Friday, June 10, 2016

Dorset trip 8-9 June

Another trip to Weymouth. First an opportunity to enjoy some traditional southern habitat on a sun-drenched Wednesday. By mid-day I was with a small group at Acres Down looking over the woods towards Bolderwood. The sky was clear, but a scan revealed a bird in a distant tree. It was clearly an Accipiter, and quite a fat one at that. Eventually it flew off and it was clearly a Goshawk, probably a female.

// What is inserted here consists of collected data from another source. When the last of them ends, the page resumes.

//! Pure scene reducers.
//!
//! Every edit to the scene goes through `reduce_action`. Each attribute has
//! one mutation function that applies the delta, clamps or wraps it, and
//! cascades to dependent state (trajectory points, cone geometry, zone
//! opacity).
//!
//! Reducers mutate `SceneState` only. They do NOT:
//! - Push undo snapshots
//! - Talk to the rendering or audio engines (they emit `SceneEffect`s)
//! - Write to the remote store (they emit `SyncIntent`s; the sink gates them)

mod cone;
mod live_input;
mod position;
mod sound;
mod trajectory;
mod transport;
mod zone;

pub use sound::swap_sound;

use crate::{
    ConeId, EditAction, Entity, EntityKind, EntityPath, FieldUpdates, MutationResult, ParamField,
    SceneState, SyncIntent,
};

/// Apply one edit. `now` is wall-clock seconds, used by transport edits.
pub fn reduce_action(action: &EditAction, scene: &mut SceneState, now: f64) -> MutationResult {
    match action {
        EditAction::Adjust { target, delta } => {
            let delta = *delta;
            if !delta.is_finite() {
                return MutationResult::none();
            }
            let Some(entity) = scene.entity_mut(target.entity) else {
                return MutationResult::none();
            };
            match (target.field, target.cone) {
                (ParamField::PositionX | ParamField::PositionZ | ParamField::Altitude, _) => {
                    position::translate(entity, target.field, delta)
                }
                (ParamField::Rotation, _) => position::rotate(entity, delta),
                (ParamField::Volume, Some(cone)) => cone::volume(entity, cone, delta),
                (ParamField::Volume, None) => match entity.kind {
                    EntityKind::Zone(_) => zone::volume(entity, delta),
                    _ => sound::volume(entity, delta),
                },
                (ParamField::Spread, Some(cone)) => cone::spread(entity, cone, delta),
                (ParamField::Latitude, Some(cone)) => cone::latitude(entity, cone, delta),
                (ParamField::Longitude, Some(cone)) => cone::longitude(entity, cone, delta),
                (ParamField::ZoneScale, None) => zone::scale(entity, delta),
                (ParamField::TrajectoryPhase, None) => trajectory::phase(entity, delta),
                (ParamField::MovementSpeed, None) => trajectory::speed(entity, delta),
                (ParamField::PlaybackTime, cone) => transport::scrub(entity, cone, delta, now),
                _ => MutationResult::none(),
            }
        }
        EditAction::EndScrub { entity, cone } => match scene.entity_mut(*entity) {
            Some(e) => transport::end_scrub(e, *cone, now),
            None => MutationResult::none(),
        },
        EditAction::TogglePlayback { entity, cone } => match scene.entity_mut(*entity) {
            Some(e) => transport::toggle(e, *cone, now),
            None => MutationResult::none(),
        },
        EditAction::RestoreMovementSpeed(entity) => match scene.entity_mut(*entity) {
            Some(e) => trajectory::restore_speed(e),
            None => MutationResult::none(),
        },
        EditAction::AddTrajectory {
            entity,
            points,
            speed,
        } => match scene.entity_mut(*entity) {
            Some(e) => trajectory::add(e, points, *speed),
            None => MutationResult::none(),
        },
        EditAction::RemoveTrajectory(entity) => match scene.entity_mut(*entity) {
            Some(e) => trajectory::remove(e),
            None => MutationResult::none(),
        },
        EditAction::AddCone { entity, cone } => match scene.entity_mut(*entity) {
            Some(e) => cone::add(e, cone.clone()),
            None => MutationResult::none(),
        },
        EditAction::RemoveCone { entity, cone } => match scene.entity_mut(*entity) {
            Some(e) => cone::remove(e, *cone),
            None => MutationResult::none(),
        },
        EditAction::ConeUploaded { entity, cone } => match scene.entity_mut(*entity) {
            Some(e) => cone::uploaded(e, *cone),
            None => MutationResult::none(),
        },
        EditAction::AttachSound {
            entity,
            cone,
            asset,
        } => {
            let muted = scene.muted;
            match scene.entity_mut(*entity) {
                Some(e) => sound::attach(e, *cone, asset.clone(), muted, now),
                None => MutationResult::none(),
            }
        }
        EditAction::DetachSound { entity, cone } => match scene.entity_mut(*entity) {
            Some(e) => sound::detach(e, *cone),
            None => MutationResult::none(),
        },
        EditAction::EnableLiveInput(entity) => match scene.entity_mut(*entity) {
            Some(e) => live_input::enable(e, now),
            None => MutationResult::none(),
        },
        EditAction::SelectInputDevice { entity, device } => {
            let muted = scene.muted;
            match scene.entity_mut(*entity) {
                Some(e) => live_input::select_device(e, device.clone(), muted),
                None => MutationResult::none(),
            }
        }
        EditAction::DisableLiveInput(entity) => match scene.entity_mut(*entity) {
            Some(e) => live_input::disable(e, now),
            None => MutationResult::none(),
        },
        EditAction::ToggleLiveInputMute(entity) => match scene.entity_mut(*entity) {
            Some(e) => live_input::toggle_mute(e),
            None => MutationResult::none(),
        },
        EditAction::SetInteractiveCone { entity, cone } => match scene.entity_mut(*entity) {
            Some(e) => cone::make_interactive(e, *cone),
            None => MutationResult::none(),
        },
        EditAction::BeginSoundLoad(entity) => match scene.entity_mut(*entity) {
            Some(e) => sound::begin_load(e),
            None => MutationResult::none(),
        },
        EditAction::FinishSoundLoad(entity) => match scene.entity_mut(*entity) {
            Some(e) => sound::finish_load(e),
            None => MutationResult::none(),
        },
        EditAction::SetEditingObject(on) => {
            if scene.editing_object == *on {
                return MutationResult::none();
            }
            scene.editing_object = *on;
            MutationResult::with_rebuild()
        }
        EditAction::ApplyRemotePhase { entity, phase } => match scene.entity_mut(*entity) {
            Some(e) => trajectory::apply_remote_phase(e, *phase),
            None => MutationResult::none(),
        },
    }
}

/// Remote record path of an entity, or of one of its cones.
pub fn entity_path(entity: &Entity, cone: Option<ConeId>) -> Option<EntityPath> {
    match (&entity.kind, cone) {
        (EntityKind::Object(o), Some(id)) => o.cone(id).map(|c| EntityPath::Cone {
            object: entity.name.clone(),
            cone: c.uuid.clone(),
        }),
        (EntityKind::Object(_), None) => Some(EntityPath::Object(entity.name.clone())),
        (EntityKind::Zone(_), None) => Some(EntityPath::Zone(entity.name.clone())),
        (EntityKind::Head(_), None) => Some(EntityPath::Listener),
        _ => None,
    }
}

fn push_update(result: &mut MutationResult, entity: &Entity, cone: Option<ConeId>, fields: FieldUpdates) {
    if let Some(path) = entity_path(entity, cone) {
        result.push_sync(SyncIntent::update(path, fields));
    }
}
//! Remote sync for soundstage editing sessions.
//!
//! Completed mutations reach this crate as [`SyncIntent`]s. The
//! [`SyncAdapter`] stamps them with the editor identity, addresses them inside
//! the current room and hands them to a background [`StoreWriter`]. Outside a
//! room nothing is written.
//!
//! [`SyncIntent`]: soundstage_types::SyncIntent

pub mod framing;
pub mod paths;
pub mod protocol;
pub mod purge;
pub mod store;
pub mod sync;
pub mod writer;

pub use protocol::{EditorId, RemoteEditRecord, RoomCode, StoreOp, LAST_EDIT_FIELD};
pub use purge::{usage_summary, BlobEntry, PurgeRequest, UsageSummary};
pub use store::{MemoryStore, RemoteStore, StoreError, StreamStore};
pub use sync::SyncAdapter;
pub use writer::{StoreWriter, WriterReport};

By that time the heat was building and Buzzards were beginning to appear in the distance. At one point we had about 4 in the air, and there was a certain amount of confusion as people would be looking at different birds. I was quite out of my depth here, and the locals clearly had much more experience. They called out some likely candidate Honey Buzzards, and when they departed a couple of hours later they were happy they had seen at least two. The key features being:

  • long tail, small slightly extended head.
  • pinched in base to the wing.
  • Flight with wings low, sometimes almost kite-like in the appearance as they glided.
  • Corkscrew display
After they had left I went further over to the more traditional watch point and chatted to a local who had been watching over the same area. They had a few Goshawks and a possible Honey buzzard but all the near ones were Common Buzzards. The second local said they don't lift their wings above the horizontal, and flap down from the elbow. The wing-clapping behind the back is diagnostic as it is only done by Honey Buzzard. Well what's a relative novice like myself to think? Perhaps I will have to visit slightly earlier in the season next year.

There were Stonechats aplenty, and in the woods Nuthatches, Coal tits and Treecreeper, but the stand-out species but far was Firecrest. From the off Firecrest song was heard all over, perhaps no surprise given that holly bushes and holly trees were everywhere. I saw 4 birds without too much difficulty, males singing in trees, but there were clearly many more. The rise in the Firecrest population is quite marked, and one I will return to in a future post.